192 pages, Hardback, Published by The Bereans Publishing Ltd., 38 Mountain Road, Kilkeel, County Down, BT34 4BB.
ISBN: 978-1-913232-20-7.

As the back cover summary indicates, this book has been written ‘as a handbook for all believers who desire to faithfully labour in service for Christ at home or abroad’. Chapters include: God’s commission; Personal responsibility and harmony; Age and area of service; Looking after servants; A letter of commendation for full-time service;

The servant’s family life; Hindrances in the work;

The service of sisters; Joy and suffering in ministry; and A call to service. The last forty pages are taken up by an appendix which gives further detail on references quoted and expands on some of those quotations.

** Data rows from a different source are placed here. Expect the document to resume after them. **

use once_cell::sync::Lazy;
use regex::Regex;

use crate::models::{Matchup, StatBundle, Table, TeamRankRow};
use crate::services::validator::run_validations;
use crate::utils::format_average;

/// ` @ `, ` vs. ` or ` vs ` with any amount of surrounding whitespace.
static MATCHUP_SEPARATOR: Lazy<Regex> =
    Lazy::new(|| Regex::new(r"\s*@\s*|\s+vs\.\s+|\s+vs\s+").expect("valid separator pattern"));

const SHEET_COLUMNS: [&str; 2] = ["Team", "Rank"];

/// Split a `Teams` cell into its two team names. Returns `None` unless the text
/// splits into exactly two non-empty parts.
pub fn split_matchup(text: &str) -> Option<(String, String)> {
    let parts: Vec<&str> = MATCHUP_SEPARATOR.split(text.trim()).map(str::trim).collect();
    match parts.as_slice() {
        [a, b] if !a.is_empty() && !b.is_empty() => Some((a.to_string(), b.to_string())),
        _ => None,
    }
}

/// Rank of `team_name` in every sheet of the bundle, in bundle order.
/// Sheets that fail validation for `Team` and `Rank` always yield `None`.
pub fn get_team_rank(team_name: &str, bundle: &StatBundle) -> Vec<Option<u32>> {
    bundle
        .iter()
        .map(|sheet| {
            if !run_validations(&sheet.table, &sheet.name, Some(&SHEET_COLUMNS)) {
                return None;
            }
            lookup_rank(team_name, &sheet.name, &sheet.table)
        })
        .collect()
}

/// Case-insensitive substring lookup; the first matching row wins.
fn lookup_rank(team_name: &str, sheet_name: &str, table: &Table) -> Option<u32> {
    let team_idx = table.column_index("Team")?;
    let rank_idx = table.column_index("Rank")?;
    let needle = team_name.to_lowercase();

    let row = table.rows.iter().find(|row| {
        row.get(team_idx)
            .and_then(|cell| cell.as_deref())
            .is_some_and(|team| team.to_lowercase().contains(&needle))
    })?;

    let raw = row.get(rank_idx)?.as_deref()?.trim();
    match raw.parse::<u32>() {
        Ok(rank) if rank > 0 => Some(rank),
        _ => {
            tracing::warn!("{}: unusable rank '{}' for {}", sheet_name, raw, team_name);
            None
        }
    }
}

/// Sum and average of the present ranks. The average is `None` when no sheet
/// had the team.
pub fn summarize_ranks(ranks: &[Option<u32>]) -> (u64, Option<f64>) {
    let present: Vec<u64> = ranks.iter().flatten().map(|&r| u64::from(r)).collect();
    let sum: u64 = present.iter().sum();
    let avg = if present.is_empty() {
        None
    } else {
        Some(sum as f64 / present.len() as f64)
    };
    (sum, avg)
}

/// Matchup for one schedule row, or `None` (logged) if its `Teams` cell is malformed.
pub fn matchup_from_row(schedule: &Table, row: usize) -> Option<Matchup> {
    let teams = schedule.cell(row, "Teams").unwrap_or_default();
    let Some((team_a, team_b)) = split_matchup(teams) else {
        tracing::warn!("Skipping malformed matchup in row {}: {}", row, teams);
        return None;
    };

    Some(Matchup {
        team_a,
        team_b,
        kickoff: schedule.cell(row, "Time").map(str::to_string),
        location: schedule.cell(row, "Location").map(str::to_string),
    })
}

/// Join the schedule with the stat bundle: two rows per well-formed matchup,
/// tagged `Match <n>` where `n` is the 1-based schedule row.
pub fn build_matchup_stats(schedule: &Table, bundle: &StatBundle) -> Vec<TeamRankRow> {
    if !run_validations(schedule, "Weekly Schedule", Some(&["Teams"])) {
        tracing::error!("Validation failed for schedule; no matchups built.");
        return Vec::new();
    }

    let mut rows = Vec::with_capacity(schedule.rows.len() * 2);

    for idx in 0..schedule.rows.len() {
        let Some(matchup) = matchup_from_row(schedule, idx) else {
            continue;
        };
        tracing::debug!(
            "Row {}: {} vs {} at {} ({})",
            idx,
            matchup.team_a,
            matchup.team_b,
            matchup.location.as_deref().unwrap_or("unknown venue"),
            matchup.kickoff.as_deref().unwrap_or("TBD")
        );

        let match_id = format!("Match {}", idx + 1);
        for team in [matchup.team_a, matchup.team_b] {
            let ranks = get_team_rank(&team, bundle);
            let (rank_sum, rank_avg) = summarize_ranks(&ranks);
            rows.push(TeamRankRow {
                match_id: match_id.clone(),
                team,
                ranks,
                rank_sum,
                rank_avg,
            });
        }
    }

    tracing::info!("Built {} team rows from {} schedule rows", rows.len(), schedule.rows.len());
    rows
}

/// Output table: `Match ID`, `Team`, `Rank_<sheet>`..., `Rank Total`, `Rank Average`.
pub fn matchup_table(rows: &[TeamRankRow], sheet_names: &[String]) -> Table {
    let mut columns = vec!["Match ID".to_string(), "Team".to_string()];
    columns.extend(sheet_names.iter().map(|name| format!("Rank_{}", name)));
    columns.push("Rank Total".to_string());
    columns.push("Rank Average".to_string());

    let mut table = Table::new(columns);
    for row in rows {
        let mut cells = vec![Some(row.match_id.clone()), Some(row.team.clone())];
        cells.extend(row.ranks.iter().map(|rank| rank.map(|r| r.to_string())));
        cells.push(Some(row.rank_sum.to_string()));
        cells.push(row.rank_avg.map(|avg| format_average(Some(avg))));
        table.push_row(cells);
    }
    table
}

Although his sources are clearly selective, the author has spent a considerable amount of time in researching his subject. He peppers his book with lengthy quotes, some stretching over three and more pages, and from authors writing in English, German, French, and Dutch. Whilst much of what Bubenzer writes may not be new, it has seldom been brought together in this way before. The detailed contents pages enable the reader to get a quick overview of the book and also information on where they might locate material of interest. The information in chapter 4 was particularly fascinating, even though some of the names were unfamiliar. Similarly, his comments in section 5.4 on supporting servants are helpful.

However, overall, I found the book difficult to read.

Though the writer of the Foreword describes the book as ‘a handbook [that could] … guide individuals or couples exercised about serving the Lord’, its layout and structure bears too great a resemblance to a government report. Its lengthy quotations from the writings of others, which probably occupy around 40-50% of the book, could have been pruned, and some mediated for a 21st-century audience. Equally, some of the questions asked and answered seemed unusual, although they may be relevant in the circles in which the author has served. Finally, some comments seemed strange, particularly those relating to letters of commendation. The book may have some good points, but this reviewer felt it could have been better.